## PROBLEM TO SOLVE
Show every line of the data below that includes the word "background".

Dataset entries
+-------+

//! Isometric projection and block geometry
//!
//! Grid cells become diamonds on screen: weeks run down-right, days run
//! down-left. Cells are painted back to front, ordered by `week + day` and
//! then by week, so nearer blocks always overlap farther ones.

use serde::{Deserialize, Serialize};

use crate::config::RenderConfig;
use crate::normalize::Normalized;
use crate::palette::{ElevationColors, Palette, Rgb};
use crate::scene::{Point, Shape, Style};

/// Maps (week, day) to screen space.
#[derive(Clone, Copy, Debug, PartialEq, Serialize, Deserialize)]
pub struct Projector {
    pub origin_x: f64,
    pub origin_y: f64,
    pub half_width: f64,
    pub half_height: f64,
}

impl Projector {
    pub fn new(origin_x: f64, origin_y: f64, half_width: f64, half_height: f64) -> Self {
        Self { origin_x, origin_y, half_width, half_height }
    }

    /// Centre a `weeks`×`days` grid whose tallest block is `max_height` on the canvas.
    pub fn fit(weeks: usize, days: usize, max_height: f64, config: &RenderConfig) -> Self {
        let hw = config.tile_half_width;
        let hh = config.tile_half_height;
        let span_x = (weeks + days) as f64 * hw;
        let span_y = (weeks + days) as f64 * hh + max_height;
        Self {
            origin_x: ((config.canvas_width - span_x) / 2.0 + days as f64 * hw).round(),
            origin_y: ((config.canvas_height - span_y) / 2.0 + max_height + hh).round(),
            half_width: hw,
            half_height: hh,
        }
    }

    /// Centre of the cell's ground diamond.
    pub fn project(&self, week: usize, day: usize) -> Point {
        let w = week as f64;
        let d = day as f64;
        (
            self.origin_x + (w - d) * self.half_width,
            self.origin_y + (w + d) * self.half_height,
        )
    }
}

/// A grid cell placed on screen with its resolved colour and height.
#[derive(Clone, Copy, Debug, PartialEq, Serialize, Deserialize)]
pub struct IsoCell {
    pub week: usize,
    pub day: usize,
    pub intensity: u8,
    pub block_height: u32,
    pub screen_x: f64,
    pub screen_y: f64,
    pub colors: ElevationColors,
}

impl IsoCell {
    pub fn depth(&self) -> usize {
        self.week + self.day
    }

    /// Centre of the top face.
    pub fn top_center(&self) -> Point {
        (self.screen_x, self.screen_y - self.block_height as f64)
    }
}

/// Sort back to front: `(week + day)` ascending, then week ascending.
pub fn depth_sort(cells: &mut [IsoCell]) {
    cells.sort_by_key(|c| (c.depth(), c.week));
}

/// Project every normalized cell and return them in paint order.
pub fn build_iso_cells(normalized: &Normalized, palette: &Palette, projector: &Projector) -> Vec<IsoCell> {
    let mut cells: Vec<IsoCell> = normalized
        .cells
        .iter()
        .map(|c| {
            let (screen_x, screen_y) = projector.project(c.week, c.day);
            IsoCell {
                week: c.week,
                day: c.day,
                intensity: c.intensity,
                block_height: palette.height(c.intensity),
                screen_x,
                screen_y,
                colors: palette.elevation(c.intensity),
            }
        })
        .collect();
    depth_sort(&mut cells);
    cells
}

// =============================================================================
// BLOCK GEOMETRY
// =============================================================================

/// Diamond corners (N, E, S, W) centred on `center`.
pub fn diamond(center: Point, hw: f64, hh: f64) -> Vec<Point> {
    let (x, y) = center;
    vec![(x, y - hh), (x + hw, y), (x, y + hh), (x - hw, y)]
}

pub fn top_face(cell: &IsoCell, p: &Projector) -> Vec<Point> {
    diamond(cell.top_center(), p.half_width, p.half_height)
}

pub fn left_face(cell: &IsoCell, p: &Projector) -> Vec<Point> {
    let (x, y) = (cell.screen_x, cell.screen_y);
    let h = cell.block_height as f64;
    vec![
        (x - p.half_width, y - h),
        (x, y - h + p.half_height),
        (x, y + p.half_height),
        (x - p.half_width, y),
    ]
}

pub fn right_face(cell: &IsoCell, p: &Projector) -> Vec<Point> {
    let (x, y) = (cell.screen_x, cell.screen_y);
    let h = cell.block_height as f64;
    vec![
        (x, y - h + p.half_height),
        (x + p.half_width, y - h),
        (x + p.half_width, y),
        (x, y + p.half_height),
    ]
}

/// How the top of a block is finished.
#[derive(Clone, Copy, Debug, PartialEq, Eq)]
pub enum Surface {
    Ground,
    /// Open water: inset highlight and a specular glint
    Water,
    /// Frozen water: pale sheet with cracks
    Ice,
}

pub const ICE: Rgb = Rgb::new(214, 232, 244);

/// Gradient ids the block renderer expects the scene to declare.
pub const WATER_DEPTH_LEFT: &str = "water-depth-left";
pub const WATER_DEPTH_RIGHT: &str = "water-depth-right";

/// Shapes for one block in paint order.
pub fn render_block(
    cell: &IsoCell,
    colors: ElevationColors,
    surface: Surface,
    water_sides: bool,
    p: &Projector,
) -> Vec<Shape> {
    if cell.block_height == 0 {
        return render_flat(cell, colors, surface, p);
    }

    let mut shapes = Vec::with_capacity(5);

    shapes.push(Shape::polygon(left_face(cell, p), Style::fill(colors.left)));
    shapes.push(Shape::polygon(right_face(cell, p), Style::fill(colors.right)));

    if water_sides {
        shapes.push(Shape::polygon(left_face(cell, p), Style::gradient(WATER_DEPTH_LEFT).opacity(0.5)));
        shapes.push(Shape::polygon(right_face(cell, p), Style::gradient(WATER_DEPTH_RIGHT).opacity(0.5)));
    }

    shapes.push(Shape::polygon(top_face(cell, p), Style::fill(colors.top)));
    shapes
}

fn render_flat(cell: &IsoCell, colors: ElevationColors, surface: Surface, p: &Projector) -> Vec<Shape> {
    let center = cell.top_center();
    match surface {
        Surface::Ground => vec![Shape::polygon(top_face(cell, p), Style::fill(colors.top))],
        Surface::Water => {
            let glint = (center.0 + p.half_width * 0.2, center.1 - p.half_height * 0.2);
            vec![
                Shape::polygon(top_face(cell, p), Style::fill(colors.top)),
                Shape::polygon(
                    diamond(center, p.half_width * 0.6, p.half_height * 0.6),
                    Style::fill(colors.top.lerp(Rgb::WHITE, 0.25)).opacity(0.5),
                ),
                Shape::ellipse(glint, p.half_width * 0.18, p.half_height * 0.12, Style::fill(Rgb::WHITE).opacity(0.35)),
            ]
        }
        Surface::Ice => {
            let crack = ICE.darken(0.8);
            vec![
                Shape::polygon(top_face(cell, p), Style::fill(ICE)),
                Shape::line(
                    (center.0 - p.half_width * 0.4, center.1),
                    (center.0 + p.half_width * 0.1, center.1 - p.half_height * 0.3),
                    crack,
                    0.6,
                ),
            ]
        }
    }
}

+-------+

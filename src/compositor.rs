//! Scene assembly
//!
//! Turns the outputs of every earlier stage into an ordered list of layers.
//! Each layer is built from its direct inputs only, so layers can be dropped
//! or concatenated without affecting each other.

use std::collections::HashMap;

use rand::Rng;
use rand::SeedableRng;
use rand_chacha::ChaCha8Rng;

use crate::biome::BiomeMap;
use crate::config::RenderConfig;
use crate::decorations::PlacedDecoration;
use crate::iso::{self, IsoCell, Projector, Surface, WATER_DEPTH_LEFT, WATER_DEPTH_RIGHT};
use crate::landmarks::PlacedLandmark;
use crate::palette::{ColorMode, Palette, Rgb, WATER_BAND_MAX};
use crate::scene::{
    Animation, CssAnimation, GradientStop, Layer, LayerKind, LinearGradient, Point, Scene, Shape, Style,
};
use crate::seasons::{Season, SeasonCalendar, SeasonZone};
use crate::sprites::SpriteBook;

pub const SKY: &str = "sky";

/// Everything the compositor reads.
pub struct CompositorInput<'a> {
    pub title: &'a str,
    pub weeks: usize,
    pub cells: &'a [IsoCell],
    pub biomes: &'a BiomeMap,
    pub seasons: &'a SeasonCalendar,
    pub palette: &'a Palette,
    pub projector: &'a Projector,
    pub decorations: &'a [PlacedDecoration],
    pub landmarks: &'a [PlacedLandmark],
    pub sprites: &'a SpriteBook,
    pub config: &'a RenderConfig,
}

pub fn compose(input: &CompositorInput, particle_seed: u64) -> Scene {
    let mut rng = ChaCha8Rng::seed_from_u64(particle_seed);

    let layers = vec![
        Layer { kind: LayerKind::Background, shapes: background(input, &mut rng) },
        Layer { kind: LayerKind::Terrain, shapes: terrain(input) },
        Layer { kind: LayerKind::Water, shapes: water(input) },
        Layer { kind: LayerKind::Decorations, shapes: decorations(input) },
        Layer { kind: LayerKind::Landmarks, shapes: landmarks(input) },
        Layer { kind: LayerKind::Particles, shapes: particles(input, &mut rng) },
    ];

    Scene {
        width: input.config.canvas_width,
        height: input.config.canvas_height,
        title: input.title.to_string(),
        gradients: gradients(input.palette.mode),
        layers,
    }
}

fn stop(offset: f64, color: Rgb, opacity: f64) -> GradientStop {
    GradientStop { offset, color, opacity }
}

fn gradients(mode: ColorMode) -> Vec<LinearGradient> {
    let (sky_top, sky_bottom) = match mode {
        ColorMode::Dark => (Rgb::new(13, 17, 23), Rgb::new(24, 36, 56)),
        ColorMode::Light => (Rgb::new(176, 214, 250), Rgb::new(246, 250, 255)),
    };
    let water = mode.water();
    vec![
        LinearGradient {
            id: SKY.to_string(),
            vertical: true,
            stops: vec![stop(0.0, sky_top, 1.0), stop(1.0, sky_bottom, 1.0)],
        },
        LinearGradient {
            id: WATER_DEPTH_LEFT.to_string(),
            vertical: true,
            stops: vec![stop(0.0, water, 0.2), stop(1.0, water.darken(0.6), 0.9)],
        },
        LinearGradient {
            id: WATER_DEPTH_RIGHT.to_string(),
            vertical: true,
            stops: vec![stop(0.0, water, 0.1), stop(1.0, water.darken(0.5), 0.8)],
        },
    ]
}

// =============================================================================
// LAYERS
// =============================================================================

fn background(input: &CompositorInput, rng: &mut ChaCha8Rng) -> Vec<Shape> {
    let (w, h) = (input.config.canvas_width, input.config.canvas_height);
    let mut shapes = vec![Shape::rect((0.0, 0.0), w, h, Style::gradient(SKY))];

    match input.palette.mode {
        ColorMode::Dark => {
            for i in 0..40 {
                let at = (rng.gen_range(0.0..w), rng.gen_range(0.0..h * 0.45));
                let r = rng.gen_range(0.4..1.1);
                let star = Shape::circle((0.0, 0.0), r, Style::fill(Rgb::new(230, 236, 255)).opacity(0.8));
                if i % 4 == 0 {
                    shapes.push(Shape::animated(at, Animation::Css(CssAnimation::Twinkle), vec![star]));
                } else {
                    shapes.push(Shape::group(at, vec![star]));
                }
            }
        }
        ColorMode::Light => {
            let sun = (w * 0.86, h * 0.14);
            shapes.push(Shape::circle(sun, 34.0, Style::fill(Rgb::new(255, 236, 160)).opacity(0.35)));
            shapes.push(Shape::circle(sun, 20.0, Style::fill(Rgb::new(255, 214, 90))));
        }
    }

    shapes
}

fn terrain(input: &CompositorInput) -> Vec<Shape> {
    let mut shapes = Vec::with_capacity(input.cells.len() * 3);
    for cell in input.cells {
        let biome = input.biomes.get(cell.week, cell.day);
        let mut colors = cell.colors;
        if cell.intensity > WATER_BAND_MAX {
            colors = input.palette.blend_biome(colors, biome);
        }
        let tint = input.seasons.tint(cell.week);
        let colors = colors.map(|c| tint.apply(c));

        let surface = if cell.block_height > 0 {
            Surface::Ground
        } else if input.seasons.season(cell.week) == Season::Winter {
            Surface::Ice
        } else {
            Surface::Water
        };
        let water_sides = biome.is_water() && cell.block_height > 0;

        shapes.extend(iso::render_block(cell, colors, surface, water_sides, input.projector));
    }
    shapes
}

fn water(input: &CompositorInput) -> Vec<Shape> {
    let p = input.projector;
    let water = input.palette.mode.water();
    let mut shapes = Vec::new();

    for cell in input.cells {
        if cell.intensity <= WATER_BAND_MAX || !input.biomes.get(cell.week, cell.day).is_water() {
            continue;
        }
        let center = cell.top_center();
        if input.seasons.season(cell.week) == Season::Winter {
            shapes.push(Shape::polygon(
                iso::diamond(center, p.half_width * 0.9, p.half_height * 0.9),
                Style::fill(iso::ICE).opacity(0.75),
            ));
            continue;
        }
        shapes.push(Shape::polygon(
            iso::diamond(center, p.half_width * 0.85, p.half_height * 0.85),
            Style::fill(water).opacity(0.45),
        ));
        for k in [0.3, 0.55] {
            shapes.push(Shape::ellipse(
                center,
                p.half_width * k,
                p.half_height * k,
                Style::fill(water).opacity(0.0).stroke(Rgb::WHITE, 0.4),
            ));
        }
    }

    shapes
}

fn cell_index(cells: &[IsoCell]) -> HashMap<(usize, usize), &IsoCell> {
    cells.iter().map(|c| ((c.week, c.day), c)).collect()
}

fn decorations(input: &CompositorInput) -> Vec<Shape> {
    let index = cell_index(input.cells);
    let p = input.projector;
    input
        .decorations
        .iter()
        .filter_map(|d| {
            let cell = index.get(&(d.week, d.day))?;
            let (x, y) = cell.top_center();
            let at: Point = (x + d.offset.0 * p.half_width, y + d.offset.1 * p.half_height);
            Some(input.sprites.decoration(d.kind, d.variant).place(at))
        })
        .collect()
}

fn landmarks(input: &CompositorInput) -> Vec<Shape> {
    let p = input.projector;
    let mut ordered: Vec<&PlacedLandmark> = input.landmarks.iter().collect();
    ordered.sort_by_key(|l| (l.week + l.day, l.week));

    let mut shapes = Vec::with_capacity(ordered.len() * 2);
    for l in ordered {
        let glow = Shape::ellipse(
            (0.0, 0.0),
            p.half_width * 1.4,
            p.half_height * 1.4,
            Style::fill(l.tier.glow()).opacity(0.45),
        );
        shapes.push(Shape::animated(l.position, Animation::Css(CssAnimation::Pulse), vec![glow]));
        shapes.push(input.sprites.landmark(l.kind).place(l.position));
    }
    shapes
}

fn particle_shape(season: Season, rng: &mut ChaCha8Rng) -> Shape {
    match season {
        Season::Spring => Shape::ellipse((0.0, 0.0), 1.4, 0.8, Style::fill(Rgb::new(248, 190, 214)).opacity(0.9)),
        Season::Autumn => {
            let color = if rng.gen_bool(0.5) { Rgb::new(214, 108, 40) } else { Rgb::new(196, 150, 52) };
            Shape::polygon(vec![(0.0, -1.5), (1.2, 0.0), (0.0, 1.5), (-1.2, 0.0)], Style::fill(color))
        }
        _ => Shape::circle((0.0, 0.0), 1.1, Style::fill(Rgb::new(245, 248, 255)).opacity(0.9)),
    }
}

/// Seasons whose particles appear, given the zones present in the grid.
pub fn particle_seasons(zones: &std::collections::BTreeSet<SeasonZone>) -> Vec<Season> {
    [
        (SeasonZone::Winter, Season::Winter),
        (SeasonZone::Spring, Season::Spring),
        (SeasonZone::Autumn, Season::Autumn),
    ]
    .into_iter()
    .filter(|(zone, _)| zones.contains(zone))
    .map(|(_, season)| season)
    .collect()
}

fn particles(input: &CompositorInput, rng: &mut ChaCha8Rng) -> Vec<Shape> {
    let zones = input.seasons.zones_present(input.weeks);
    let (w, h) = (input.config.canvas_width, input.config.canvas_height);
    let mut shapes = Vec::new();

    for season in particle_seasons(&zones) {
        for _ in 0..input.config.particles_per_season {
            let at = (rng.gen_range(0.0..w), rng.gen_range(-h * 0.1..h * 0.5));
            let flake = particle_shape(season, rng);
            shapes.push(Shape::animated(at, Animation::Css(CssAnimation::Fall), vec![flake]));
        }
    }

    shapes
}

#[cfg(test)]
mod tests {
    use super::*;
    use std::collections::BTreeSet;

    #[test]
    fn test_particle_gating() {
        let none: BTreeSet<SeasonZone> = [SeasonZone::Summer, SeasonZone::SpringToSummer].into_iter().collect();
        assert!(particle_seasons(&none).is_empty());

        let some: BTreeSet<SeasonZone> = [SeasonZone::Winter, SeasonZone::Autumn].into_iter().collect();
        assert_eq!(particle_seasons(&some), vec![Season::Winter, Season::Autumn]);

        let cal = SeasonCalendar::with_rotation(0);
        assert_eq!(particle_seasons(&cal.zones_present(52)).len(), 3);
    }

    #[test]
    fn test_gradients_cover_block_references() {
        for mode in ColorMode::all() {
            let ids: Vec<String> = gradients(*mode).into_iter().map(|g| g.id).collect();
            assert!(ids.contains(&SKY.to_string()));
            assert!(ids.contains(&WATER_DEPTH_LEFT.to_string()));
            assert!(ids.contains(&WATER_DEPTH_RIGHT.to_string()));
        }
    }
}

+-------+

## TASK SOLUTION
        Layer { kind: LayerKind::Background, shapes: background(input, &mut rng) },
fn background(input: &CompositorInput, rng: &mut ChaCha8Rng) -> Vec<Shape> {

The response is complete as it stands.